I like Scratch, but as some have said, it can be a little weird and buggy and difficult to make anything robust or complex.
I have also taught students (7th & 8th grade) how to make multimedia, interactive ebooks and games using Flash with ActionScript (but this requires buying Flash and/or Adobe Creative Suite)
For basic introductions to programming and the process of thinking about AI and logical conditions, I use Microsoft's Kodu GameLab. It's a free download, and lets you create games that run on Windows or Xbox. However, the games are built using pre-made graphics, so it is not completely open-ended (however, you can use the built-in 3D models and terrain editor in creative ways, including puzzle games, racing games, sports games, you can be pretty creative with it.)
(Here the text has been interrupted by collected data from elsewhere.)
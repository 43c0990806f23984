//! Render-ready projections of a [`Game`].
//!
//! Everything here is a pure function of the session, so any frontend can
//! redraw the whole view from scratch after each transition.

use crate::game::{Game, Status, MAX_CHANCES};

/// On-screen keyboard, laid out like a physical QWERTY keyboard.
pub const KEY_ROWS: [&str; 3] = ["qwertyuiop", "asdfghjkl", "zxcvbnm"];

/// Glyph shown for a letter that has not been guessed yet.
pub const HIDDEN_GLYPH: char = '?';

/// One character position of the masked word.
#[derive(Debug, Clone, Copy, PartialEq, Eq)]
pub enum Cell {
    /// Word separator, drawn as a gap.
    Gap,
    Revealed(char),
    Hidden,
}

impl Cell {
    pub fn glyph(self) -> char {
        match self {
            Self::Gap => ' ',
            Self::Revealed(c) => c,
            Self::Hidden => HIDDEN_GLYPH,
        }
    }
}

#[derive(Debug, Clone, Copy, PartialEq, Eq)]
pub enum KeyState {
    /// Not guessed yet, can be pressed.
    Available,
    /// Guessed and in the word.
    Correct,
    /// Guessed and not in the word.
    Incorrect,
}

impl KeyState {
    pub fn is_enabled(self) -> bool {
        self == Self::Available
    }
}

#[derive(Debug, Clone, Copy, PartialEq, Eq)]
pub enum ChanceMarker {
    Remaining,
    Used,
}

/// Actions offered by the panel under the word.
#[derive(Debug, Clone, Copy, PartialEq, Eq, Hash)]
pub enum Button {
    Start,
    Reveal,
    TryAgain,
}

impl Button {
    pub fn label(self) -> &'static str {
        match self {
            Self::Start => "Start",
            Self::Reveal => "Reveal",
            Self::TryAgain => "Try again?",
        }
    }
}

/// Which top-level view to show.
#[derive(Debug, Clone, Copy, PartialEq, Eq)]
pub enum Screen {
    /// No game has been started yet.
    Title,
    Playing,
    Won,
    Lost,
}

impl Screen {
    pub fn of(game: Option<&Game>) -> Self {
        match game.map(Game::status) {
            None => Self::Title,
            Some(Status::Playing) => Self::Playing,
            Some(Status::Won) => Self::Won,
            Some(Status::Lost) => Self::Lost,
        }
    }

    /// Heading shown above the buttons, if any.
    pub fn heading(self) -> Option<&'static str> {
        match self {
            Self::Title => Some("Hangman"),
            Self::Playing => None,
            Self::Won => Some("You won."),
            Self::Lost => Some("You lost."),
        }
    }

    pub fn buttons(self) -> &'static [Button] {
        match self {
            Self::Title => &[Button::Start],
            Self::Playing => &[],
            Self::Won => &[Button::TryAgain],
            Self::Lost => &[Button::Reveal, Button::TryAgain],
        }
    }

    /// Whether the word and chances are on screen.
    pub fn shows_board(self) -> bool {
        self != Self::Title
    }
}

/// One cell per character of the word.
pub fn word_cells(game: &Game) -> Vec<Cell> {
    game.word()
        .chars()
        .map(|c| {
            if c == ' ' {
                Cell::Gap
            } else if game.is_guessed(c) {
                Cell::Revealed(c)
            } else {
                Cell::Hidden
            }
        })
        .collect()
}

pub fn key_state(game: &Game, letter: char) -> KeyState {
    if !game.is_guessed(letter) {
        KeyState::Available
    } else if game.contains(letter) {
        KeyState::Correct
    } else {
        KeyState::Incorrect
    }
}

pub fn chance_markers(chances: u8) -> [ChanceMarker; MAX_CHANCES as usize] {
    std::array::from_fn(|i| {
        if i < chances as usize {
            ChanceMarker::Remaining
        } else {
            ChanceMarker::Used
        }
    })
}

/// Row and column of `letter` on the on-screen keyboard.
pub fn key_position(letter: char) -> Option<(usize, usize)> {
    KEY_ROWS
        .iter()
        .enumerate()
        .find_map(|(row, keys)| keys.find(letter).map(|col| (row, col)))
}

#[cfg(test)]
mod tests {
    use super::*;

    #[test]
    fn test_masked_word_with_space() {
        let game = Game::start("ice cream");
        let cells = word_cells(&game);
        assert_eq!(cells.len(), 9);
        assert_eq!(cells.iter().filter(|c| **c == Cell::Gap).count(), 1);
        assert_eq!(cells.iter().filter(|c| **c == Cell::Hidden).count(), 8);
        assert_eq!(cells[3], Cell::Gap);
    }

    #[test]
    fn test_guessed_letters_revealed() {
        let mut game = Game::start("cat");
        game.guess('a');
        let glyphs: String = word_cells(&game).into_iter().map(Cell::glyph).collect();
        assert_eq!(glyphs, "?a?");
    }

    #[test]
    fn test_key_states() {
        let mut game = Game::start("cat");
        game.guess('c');
        game.guess('z');
        assert_eq!(key_state(&game, 'c'), KeyState::Correct);
        assert_eq!(key_state(&game, 'z'), KeyState::Incorrect);
        assert_eq!(key_state(&game, 'q'), KeyState::Available);
        assert!(key_state(&game, 'q').is_enabled());
        assert!(!key_state(&game, 'c').is_enabled());
    }

    #[test]
    fn test_keyboard_covers_alphabet_once() {
        let mut letters: Vec<char> = KEY_ROWS.iter().flat_map(|r| r.chars()).collect();
        letters.sort_unstable();
        let alphabet: Vec<char> = ('a'..='z').collect();
        assert_eq!(letters, alphabet);
    }

    #[test]
    fn test_key_position() {
        assert_eq!(key_position('q'), Some((0, 0)));
        assert_eq!(key_position('l'), Some((1, 8)));
        assert_eq!(key_position('m'), Some((2, 6)));
        assert_eq!(key_position('1'), None);
    }

    #[test]
    fn test_chance_markers() {
        use ChanceMarker::{Remaining, Used};
        assert_eq!(chance_markers(5), [Remaining; 5]);
        assert_eq!(chance_markers(2), [Remaining, Remaining, Used, Used, Used]);
        assert_eq!(chance_markers(0), [Used; 5]);
    }

    #[test]
    fn test_screen_projection() {
        assert_eq!(Screen::of(None), Screen::Title);
        assert_eq!(Screen::Title.buttons(), &[Button::Start]);

        let mut game = Game::start("cat");
        assert_eq!(Screen::of(Some(&game)), Screen::Playing);
        assert!(Screen::Playing.buttons().is_empty());

        for c in "xyzqwe".chars() {
            game.guess(c);
        }
        assert_eq!(Screen::of(Some(&game)), Screen::Lost);
        assert_eq!(Screen::Lost.heading(), Some("You lost."));
        assert_eq!(Screen::Lost.buttons(), &[Button::Reveal, Button::TryAgain]);

        let mut game = Game::start("hi");
        game.guess('h');
        game.guess('i');
        assert_eq!(Screen::of(Some(&game)), Screen::Won);
        assert_eq!(Screen::Won.buttons(), &[Button::TryAgain]);
    }
}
If you want something more complex and even professional, there are a variety of fantastic game development engines you can now download for free, such as Unreal Developers Kit, Blender (this is better as a 3D modeling tool than programming system, from what I understand), Shiva, and Unity 3D <-- I am currently using Unity to create a game that will run on Mac, PC, Android, or iPad. It's quite a complex system at first, but one good thing about Unity is that it is more popular and therefore has more support materials than some other ones -- I invested in 2 books (in Kindle format to save money) which have proved invaluable: Unity 3.x Game Development by Example -- Beginner's Guide, and Unity 3.x Game Development Essentials.
I'll let everybody know when my game becomes the next Angry Birds.